One-time pads are _very_ easily broken if the implementation has flaws. Seriously. The "perfect security" only hold for a perfect implementation of all steps involved. Yes, a perfectly implemented one-time-pad cannot be brute-forced, but that is the only assurance you get and said implementation is extremely high in effort compared to other crypto. Incidentally, AES-256 implemented reasonably well (high entropy key) cannot be brute-forced either.
While the attack-vectors for modern crypto and one-time-pads are different, a real-world one-time pad is not unbreakable at all.
Also: Read my sig. You qualify.
Indeed. Passive snooping on analog sensors is not that hard.
A sufficiently competent "bad guy" could already do that. The whole thing is a trade-off. Apple apologized for being too restrictive, possibly without any real security benefit.
Variability does not indicate the technology is immature. It just says that manufacturers are juggling for better trade-offs between cost and reliability and there are new designs (that are based on older ones) regularly. Well, sure, no computer tech is strictly mature, not even, say, Cherry switches. If you really go for it, not even paper is mature, despite the Human race having been making it for about 2000 years. So with a very strict definition of maturity, HDDs are certainly not mature, but it does not make much sense to use that definition.

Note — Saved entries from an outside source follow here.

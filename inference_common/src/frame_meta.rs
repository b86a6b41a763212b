use serde::{Deserialize, Serialize};

use crate::detector::Detection;

#[derive(Debug, Clone, Serialize, Deserialize)]
pub struct FrameMeta {
    pub index: u64,
    pub detections: Vec<Detection>,
}
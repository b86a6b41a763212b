use std::path::{Path as FsPath, PathBuf};
use std::sync::{Arc, Mutex};

use anyhow::Context;
use axum::extract::multipart::MultipartError;
use axum::extract::{DefaultBodyLimit, Multipart, Path, Query, State};
use axum::http::{header, HeaderValue, StatusCode};
use axum::response::{Html, IntoResponse, Response};
use axum::routing::{get, post};
use axum::{Json, Router};
use inference_common::annotate::FrameAnnotator;
use inference_common::detector::Detector;
use inference_common::threshold::{Threshold, DEFAULT_CONFIDENCE, SLIDER_RANGE};
use serde::{Deserialize, Serialize};
use thiserror::Error;
use tower_http::cors::CorsLayer;
use tower_http::trace::TraceLayer;
use tracing::{error, info};
use uuid::Uuid;

use crate::config::WebConfig;
use crate::jobs::{Job, JobState, JobStatus, JobStore, SharedDetector};

pub const ACCEPTED_EXTENSIONS: [&str; 4] = ["mp4", "avi", "mov", "mkv"];
const DOWNLOAD_DISPOSITION: &str = "attachment; filename=\"detected_video.mp4\"";

#[derive(Clone)]
pub struct AppState {
    pub detector: SharedDetector,
    pub annotator: Arc<FrameAnnotator>,
    pub jobs: Arc<JobStore>,
    pub model_name: String,
    pub scratch_dir: Option<PathBuf>,
    pub upload_limit: usize,
}

impl AppState {
    pub fn new(
        detector: Box<dyn Detector + Send>,
        annotator: FrameAnnotator,
        config: &WebConfig,
    ) -> Self {
        Self {
            detector: Arc::new(Mutex::new(detector)),
            annotator: Arc::new(annotator),
            jobs: Arc::new(JobStore::new(config.max_jobs)),
            model_name: config.model.to_string(),
            scratch_dir: config.scratch_dir.clone(),
            upload_limit: config.upload_limit_bytes(),
        }
    }
}

#[derive(Debug, Error)]
pub enum ApiError {
    #[error("{0}")]
    BadRequest(String),
    #[error("no job with id {0}")]
    NotFound(Uuid),
    #[error("{0}")]
    Conflict(String),
    #[error(transparent)]
    Multipart(#[from] MultipartError),
    #[error(transparent)]
    Internal(#[from] anyhow::Error),
}

#[derive(Debug, Serialize)]
struct ErrorResponse {
    error: &'static str,
    message: String,
}

impl IntoResponse for ApiError {
    fn into_response(self) -> Response {
        let (status, kind, message) = match &self {
            ApiError::BadRequest(_) => (StatusCode::BAD_REQUEST, "bad_request", self.to_string()),
            ApiError::NotFound(_) => (StatusCode::NOT_FOUND, "not_found", self.to_string()),
            ApiError::Conflict(_) => (StatusCode::CONFLICT, "conflict", self.to_string()),
            ApiError::Multipart(e) => (e.status(), "bad_upload", e.body_text()),
            ApiError::Internal(e) => {
                error!("Request failed: {e:#}");
                (StatusCode::INTERNAL_SERVER_ERROR, "internal", format!("{e:#}"))
            }
        };
        (status, Json(ErrorResponse { error: kind, message })).into_response()
    }
}

pub fn create_router(state: AppState) -> Router {
    let upload_limit = state.upload_limit;
    Router::new()
        .route("/", get(index))
        .route("/health", get(health_check))
        .route("/api/jobs", post(create_job))
        .route("/api/jobs/:id", get(get_job).delete(delete_job))
        .route("/api/jobs/:id/video", get(get_video))
        .layer(DefaultBodyLimit::max(upload_limit))
        .layer(CorsLayer::permissive())
        .layer(TraceLayer::new_for_http())
        .with_state(state)
}

/// Serves until ctrl-c, then cancels and drops all jobs.
pub async fn serve(state: AppState, bind: &str) -> anyhow::Result<()> {
    let jobs = Arc::clone(&state.jobs);
    let app = create_router(state);

    let listener = tokio::net::TcpListener::bind(bind)
        .await
        .with_context(|| format!("Failed to bind to {bind}"))?;
    info!("Listening on http://{}", listener.local_addr()?);

    axum::serve(listener, app)
        .with_graceful_shutdown(async move {
            tokio::signal::ctrl_c().await.ok();
            info!("Received shutdown signal");
            jobs.clear();
        })
        .await
        .context("Server error")?;

    Ok(())
}

async fn index() -> Html<&'static str> {
    Html(include_str!("../assets/index.html"))
}

async fn health_check(State(state): State<AppState>) -> Json<serde_json::Value> {
    Json(serde_json::json!({
        "status": "healthy",
        "model": state.model_name,
        "jobs": state.jobs.len(),
    }))
}

/// Lower-cased extension of `file_name` if it is an accepted video type.
fn upload_extension(file_name: &str) -> Option<String> {
    let ext = FsPath::new(file_name)
        .extension()?
        .to_str()?
        .to_ascii_lowercase();
    ACCEPTED_EXTENSIONS.contains(&ext.as_str()).then_some(ext)
}

fn parse_threshold(raw: Option<&str>) -> Result<Threshold, ApiError> {
    let value = match raw.map(str::trim) {
        None | Some("") => DEFAULT_CONFIDENCE,
        Some(raw) => raw
            .parse::<f32>()
            .map_err(|_| ApiError::BadRequest(format!("confidence {raw:?} is not a number")))?,
    };
    Threshold::within(value, SLIDER_RANGE).map_err(|e| ApiError::BadRequest(e.to_string()))
}

async fn create_job(
    State(state): State<AppState>,
    mut multipart: Multipart,
) -> Result<(StatusCode, Json<JobStatus>), ApiError> {
    let mut upload = None;
    let mut confidence = None;
    while let Some(field) = multipart.next_field().await? {
        let name = field.name().map(str::to_owned);
        match name.as_deref() {
            Some("file") => {
                let file_name = field.file_name().unwrap_or_default().to_owned();
                upload = Some((file_name, field.bytes().await?));
            }
            Some("confidence") => confidence = Some(field.text().await?),
            _ => {}
        }
    }

    let (file_name, data) =
        upload.ok_or_else(|| ApiError::BadRequest("missing video upload".into()))?;
    let extension = upload_extension(&file_name).ok_or_else(|| {
        ApiError::BadRequest(format!(
            "unsupported file {file_name:?}, expected one of: {}",
            ACCEPTED_EXTENSIONS.join(", ")
        ))
    })?;
    if data.is_empty() {
        return Err(ApiError::BadRequest(format!("{file_name:?} is empty")));
    }
    let threshold = parse_threshold(confidence.as_deref())?;

    let scratch_dir = state.scratch_dir.clone();
    let job = tokio::task::spawn_blocking(move || {
        Job::create(scratch_dir.as_deref(), &file_name, &extension, &data, threshold)
            .context("Failed to store upload")
    })
    .await
    .map_err(anyhow::Error::from)??;

    let job = state.jobs.insert(job);
    let status = job.status();
    info!(job = %job.id, file = %status.file_name, confidence = %threshold, "Job accepted");

    let detector = Arc::clone(&state.detector);
    let annotator = Arc::clone(&state.annotator);
    tokio::task::spawn_blocking(move || job.run(&detector, &annotator));

    Ok((StatusCode::ACCEPTED, Json(status)))
}

async fn get_job(
    State(state): State<AppState>,
    Path(id): Path<Uuid>,
) -> Result<Json<JobStatus>, ApiError> {
    let job = state.jobs.get(&id).ok_or(ApiError::NotFound(id))?;
    Ok(Json(job.status()))
}

#[derive(Debug, Deserialize)]
struct VideoQuery {
    #[serde(default)]
    download: bool,
}

async fn get_video(
    State(state): State<AppState>,
    Path(id): Path<Uuid>,
    Query(query): Query<VideoQuery>,
) -> Result<Response, ApiError> {
    let job = state.jobs.get(&id).ok_or(ApiError::NotFound(id))?;
    let job_state = job.status().state;
    if job_state != JobState::Done {
        return Err(ApiError::Conflict(format!(
            "job {id} is {}, no video to serve",
            job_state.as_str()
        )));
    }

    let bytes = tokio::fs::read(job.output())
        .await
        .context("Failed to read processed video")?;
    let mut response = ([(header::CONTENT_TYPE, "video/mp4")], bytes).into_response();
    if query.download {
        response.headers_mut().insert(
            header::CONTENT_DISPOSITION,
            HeaderValue::from_static(DOWNLOAD_DISPOSITION),
        );
    }
    Ok(response)
}

async fn delete_job(
    State(state): State<AppState>,
    Path(id): Path<Uuid>,
) -> Result<StatusCode, ApiError> {
    state.jobs.remove(&id).ok_or(ApiError::NotFound(id))?;
    info!(job = %id, "Job deleted");
    Ok(StatusCode::NO_CONTENT)
}
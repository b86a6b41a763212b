use std::path::PathBuf;

use thiserror::Error;

/// Failures a pipeline run can report to its front-end.
#[derive(Error, Debug)]
pub enum PipelineError {
    #[error("input file {0:?} does not exist")]
    InvalidInputPath(PathBuf),

    #[error("could not open video {path:?}: {reason}")]
    OpenError { path: PathBuf, reason: String },

    #[error("could not create output video {path:?}: {reason}")]
    CreateError { path: PathBuf, reason: String },

    #[error("confidence threshold {value} must lie between {min:.1} and {max:.1}")]
    InvalidThreshold { value: f32, min: f32, max: f32 },

    #[error(transparent)]
    Processing(#[from] anyhow::Error),
}

impl PipelineError {
    pub fn open(path: impl Into<PathBuf>, reason: impl ToString) -> Self {
        Self::OpenError {
            path: path.into(),
            reason: reason.to_string(),
        }
    }

    pub fn create(path: impl Into<PathBuf>, reason: impl ToString) -> Self {
        Self::CreateError {
            path: path.into(),
            reason: reason.to_string(),
        }
    }
}
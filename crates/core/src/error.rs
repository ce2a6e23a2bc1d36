//! Domain error model.

use thiserror::Error;

/// Result type used across the domain and service layers.
pub type DomainResult<T> = Result<T, DomainError>;

/// Domain-level error.
///
/// Every variant is recoverable: a failed operation leaves all stores in the
/// state they were in before the call.
#[derive(Debug, Error, Clone, PartialEq, Eq)]
pub enum DomainError {
    /// Bad input (negative quantity, non-positive amount, out-of-order timestamp, ...).
    #[error("validation failed: {0}")]
    Validation(String),

    /// The requested material type is not in the store.
    #[error("not found: {0}")]
    NotFound(String),

    /// A forecast was requested for a material type the store has never seen.
    #[error("insufficient data: {0}")]
    InsufficientData(String),

    /// An identifier was invalid (e.g. parse failure).
    #[error("invalid identifier: {0}")]
    InvalidId(String),

    /// A shared lock was poisoned by a panicking writer.
    #[error("internal error: {0}")]
    Internal(String),
}

impl DomainError {
    pub fn validation(msg: impl Into<String>) -> Self {
        Self::Validation(msg.into())
    }

    pub fn not_found(what: impl Into<String>) -> Self {
        Self::NotFound(what.into())
    }

    pub fn insufficient_data(msg: impl Into<String>) -> Self {
        Self::InsufficientData(msg.into())
    }

    pub fn invalid_id(msg: impl Into<String>) -> Self {
        Self::InvalidId(msg.into())
    }

    pub fn internal(msg: impl Into<String>) -> Self {
        Self::Internal(msg.into())
    }

    /// Stable machine-readable code, used by boundary layers.
    pub fn code(&self) -> &'static str {
        match self {
            DomainError::Validation(_) => "validation_error",
            DomainError::NotFound(_) => "not_found",
            DomainError::InsufficientData(_) => "insufficient_data",
            DomainError::InvalidId(_) => "invalid_id",
            DomainError::Internal(_) => "internal_error",
        }
    }
}
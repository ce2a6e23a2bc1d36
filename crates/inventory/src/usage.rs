use std::collections::{HashMap, VecDeque};
use std::sync::{Arc, Mutex, RwLock};

use chrono::{DateTime, Duration, Utc};
use rust_decimal::Decimal;
use serde::Serialize;

use ecoblock_core::{DomainError, DomainResult};

use crate::material::MaterialType;

/// A single observed consumption of a material type.
///
/// Refers to its material by value only: the event outlives the record.
#[derive(Debug, Clone, PartialEq, Eq, Serialize)]
pub struct UsageEvent {
    #[serde(rename = "material")]
    material_type: MaterialType,
    #[serde(with = "rust_decimal::serde::float")]
    amount: Decimal,
    timestamp: DateTime<Utc>,
}

impl UsageEvent {
    pub fn new(
        material_type: MaterialType,
        amount: Decimal,
        timestamp: DateTime<Utc>,
    ) -> DomainResult<Self> {
        if amount <= Decimal::ZERO {
            return Err(DomainError::validation("usage amount must be positive"));
        }
        Ok(Self {
            material_type,
            amount,
            timestamp,
        })
    }

    pub fn material_type(&self) -> &MaterialType {
        &self.material_type
    }

    pub fn amount(&self) -> Decimal {
        self.amount
    }

    pub fn timestamp(&self) -> DateTime<Utc> {
        self.timestamp
    }
}

/// Which trailing slice of a material's history to read.
#[derive(Debug, Copy, Clone, PartialEq, Eq)]
pub enum HistoryWindow {
    /// Every retained event.
    All,
    /// The most recent `n` events.
    LastEvents(usize),
    /// Events no older than this, measured back from the newest event of
    /// the same material type (not from the wall clock).
    Trailing(Duration),
}

impl HistoryWindow {
    fn select(self, events: &VecDeque<UsageEvent>) -> Vec<UsageEvent> {
        match self {
            HistoryWindow::All => events.iter().cloned().collect(),
            HistoryWindow::LastEvents(n) => {
                let skip = events.len().saturating_sub(n);
                events.iter().skip(skip).cloned().collect()
            }
            HistoryWindow::Trailing(span) => {
                let Some(newest) = events.back().map(UsageEvent::timestamp) else {
                    return Vec::new();
                };
                // A span reaching past the earliest representable instant
                // covers the whole stream.
                let Some(cutoff) = newest.checked_sub_signed(span) else {
                    return events.iter().cloned().collect();
                };
                events
                    .iter()
                    .filter(|e| e.timestamp >= cutoff)
                    .cloned()
                    .collect()
            }
        }
    }
}

type Stream = Arc<Mutex<VecDeque<UsageEvent>>>;

/// Append-only consumption log, one ordered stream per material type.
///
/// Each stream keeps at most `retention` events; the oldest are dropped
/// first. At most `max_streams` material types are tracked: opening a stream
/// beyond that evicts the one whose newest event is oldest. Appends to
/// different material types do not contend.
#[derive(Debug)]
pub struct UsageHistory {
    streams: RwLock<HashMap<MaterialType, Stream>>,
    retention: usize,
    max_streams: usize,
}

impl UsageHistory {
    pub const DEFAULT_RETENTION: usize = 1_000;
    pub const DEFAULT_MAX_STREAMS: usize = 10_000;

    pub fn new() -> Self {
        Self::with_limits(Self::DEFAULT_RETENTION, Self::DEFAULT_MAX_STREAMS)
    }

    pub fn with_retention(retention: usize) -> Self {
        Self::with_limits(retention, Self::DEFAULT_MAX_STREAMS)
    }

    /// `retention` is clamped to at least 2 so a forecast can always see a
    /// trend; `max_streams` to at least 1.
    pub fn with_limits(retention: usize, max_streams: usize) -> Self {
        Self {
            streams: RwLock::new(HashMap::new()),
            retention: retention.max(2),
            max_streams: max_streams.max(1),
        }
    }

    pub fn max_streams(&self) -> usize {
        self.max_streams
    }

    /// Number of material types with a stream.
    pub fn tracked_types(&self) -> DomainResult<usize> {
        Ok(self.streams.read().map_err(|_| poisoned())?.len())
    }

    pub fn retention(&self) -> usize {
        self.retention
    }

    fn stream(&self, material_type: &MaterialType) -> DomainResult<Option<Stream>> {
        let streams = self.streams.read().map_err(|_| poisoned())?;
        Ok(streams.get(material_type).cloned())
    }

    fn stream_or_create(&self, material_type: &MaterialType) -> DomainResult<Stream> {
        if let Some(stream) = self.stream(material_type)? {
            return Ok(stream);
        }
        let mut streams = self.streams.write().map_err(|_| poisoned())?;
        if !streams.contains_key(material_type) && streams.len() >= self.max_streams {
            evict_stalest(&mut streams);
        }
        let stream = streams
            .entry(material_type.clone())
            .or_insert_with(|| Arc::new(Mutex::new(VecDeque::new())));
        Ok(Arc::clone(stream))
    }

    /// Append an event.
    ///
    /// Rejects non-positive amounts and timestamps earlier than the last
    /// recorded one for the same material type; a rejected event leaves the
    /// stream unchanged.
    pub fn record(&self, event: UsageEvent) -> DomainResult<()> {
        if event.amount <= Decimal::ZERO {
            return Err(DomainError::validation("usage amount must be positive"));
        }

        let stream = self.stream_or_create(&event.material_type)?;
        let mut events = stream.lock().map_err(|_| poisoned())?;

        if let Some(last) = events.back() {
            if event.timestamp < last.timestamp {
                return Err(DomainError::validation(format!(
                    "usage for {} at {} is earlier than the last recorded event at {}",
                    event.material_type, event.timestamp, last.timestamp
                )));
            }
        }

        events.push_back(event);
        while events.len() > self.retention {
            events.pop_front();
        }
        Ok(())
    }

    /// Events for one material type inside `window`, oldest first.
    ///
    /// Empty if the type has no history.
    pub fn events_for(
        &self,
        material_type: &MaterialType,
        window: HistoryWindow,
    ) -> DomainResult<Vec<UsageEvent>> {
        let Some(stream) = self.stream(material_type)? else {
            return Ok(Vec::new());
        };
        let events = stream.lock().map_err(|_| poisoned())?;
        Ok(window.select(&events))
    }

    pub fn last_timestamp(&self, material_type: &MaterialType) -> DomainResult<Option<DateTime<Utc>>> {
        let Some(stream) = self.stream(material_type)? else {
            return Ok(None);
        };
        let events = stream.lock().map_err(|_| poisoned())?;
        Ok(events.back().map(UsageEvent::timestamp))
    }
}

impl Default for UsageHistory {
    fn default() -> Self {
        Self::new()
    }
}

/// Drop the stream whose newest event is oldest. Empty or poisoned streams
/// go first.
fn evict_stalest(streams: &mut HashMap<MaterialType, Stream>) {
    let stalest = streams
        .iter()
        .map(|(kind, stream)| {
            let newest = stream
                .lock()
                .map(|events| events.back().map(UsageEvent::timestamp))
                .unwrap_or(None);
            (newest, kind)
        })
        .min()
        .map(|(_, kind)| kind.clone());

    if let Some(kind) = stalest {
        streams.remove(&kind);
        tracing::debug!(material = %kind, "usage stream evicted");
    }
}

fn poisoned() -> DomainError {
    DomainError::internal("usage history lock poisoned")
}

But my point was that SSDs have surprising failure modes and causes of failure, while HDDs basically do not have them these days. Again, mostly. A Helium-filled drive will have some novel failure-modes linked to loss of Helium, for example.
Traditional HDDs are a mature technology. The maximum reliability they have at consumer-prices is not likely to get any better than it is now. Their reliability varies between models and over time, but basically it is something like 1...10% failure (if treated well) per year. SSDs will hopefully get much better numbers eventually, CPU-like reliability would be nice.
Well, if you have verified backups (I fully agree on that, and just a trial-read of the backup is not enough, you need a compare), and then no recovery plan, you can still pay somebody with a clue a lot of money to do it for you ;-)
External disks are fine, but make that in an independent location. A locker at work, in the gym, etc. is fine (you should decidedly encrypt any sensitive backup). Of course, you can have on-site backups for convenience as well, but for everything you really do not want to lose, you should store a copy off-site.
You cannot trust an one-time-pad unless you invest high effort. You must protect it perfectly before and after using it. You must never store or transmit it in any electronic form. You must hand-deliver it by an absolutely trusted courier. That is why it is almost never used. But, sure, most budding crypto-nerds like to make these these demented claims until they find out some actual facts.
And here is an actual fact for you: Keyed right, even the historic Enigma is unbreakable for message sizes of 4000 characters (of bits, do not remember the exact number form the proof we were shown for that in Crypo 101).
You really should look up the Dunning-Kruger effect. You are completely clueless how clueless you are.
You are full of shit. Seriously. Incidentally, your book-thing is a "Rebecca"-cipher or a book-cipher and it can and has been broken without knowing the book, only the message sent.